The people of Puerto Rico already pay some of the highest rates for electricity. Before Hurricane Maria, in July 2017, the power authority was already $9 billion in debt. But their power is out again after the recent earthquake, and again after another one this morning (January 11). According to the New York Times, the Puerto Rico power authority’s recent history has been checkered by questionable management: corruption, bizarre choices of contractors. An isolated case, or systemic rot?
Maybe it’s because the elites who sit at the top of our “meritocracy” live in a bubble. They need not concern themselves with the 95 million adult Americans who are out of the workforce, or the families of 346 victims of the Boeing crashes, or the people of Puerto Rico who live in darkness because of the willful negligence of the Power Authority managers (the workers are said to be working themselves to the bone trying to get the power back on). Are these the people Madison wants us to fear, or should we fear the “natural aristocrats”, who were meant to populate the Senate and provide cool reason?
Andrew Yang, in his book War on Normal People, neatly clarifies how we live in this bifurcated society: with one small segment isolated in their bubble, while the rest of us face job insecurity, inadequate health insurance, or food insecurity. In Chapter 9 of the book, he writes that “smart people in the US will do one of 6 things in 6 places-finance, consulting, law, technology, medicine, or academia, in New York, San Francisco, Boston, Chicago, Los Angeles, or Washington, DC.” (p. 85) To me, this signals the formation of a distinct class, in that “money, status, training..and an elevated career trajectory all seem to lead in the same direction.”(p.88) There is an implicit social darwinism in all this. Graduates of Harvard, Yale, Stanford, et al. are all extravagantly recruited. They have jumped all the hoops. They are the winners. Their lives are set as long as they maintain allegiance to their “class.” The parameters of their beliefs and actions are set and understood.
My point is that those sitting on top of the apparatus of state capitalism may well be “smart”, but their allegiance is not necessarily to the well being of the people, or even the country. They are not the inflamed mob as feared by Madison. But should we, the 95%, trust them with designing airplanes, maintaining power grids(remember Enron, anyone?), with collecting all our private data for the purpose of extracting profit from us, or even steering us away from war or preserving the planet?

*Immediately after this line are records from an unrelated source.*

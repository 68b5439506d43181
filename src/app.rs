#[derive(clap::Parser, Debug)]
#[command(version, about = "A minimal Unix command interpreter with redirection")]
pub struct App {
	/// Run a single command line and exit with its status
	#[arg(short = 'c', long = "command")]
	pub command: Option<String>,

	/// Never print a prompt
	#[arg(long = "no-prompt", default_value_t = false)]
	pub no_prompt: bool,

	/// Prompt template; understands \u, \h, \b, \$ and \\
	#[arg(long = "prompt", env = "PS1")]
	pub prompt: Option<String>,
}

In part 2, I will present historical evidence that another way is possible. It happened in the middle of a civil war in Spain. Maybe it only happened because of a special set of circumstances. Maybe the times were simpler. In any case, we must be alert to the encroachments of totalitarian democracy, friendly fascism. It can be better than this, and we, the people, can choose another way. James Madison was wrong, our hope rests with the vast majority of the people.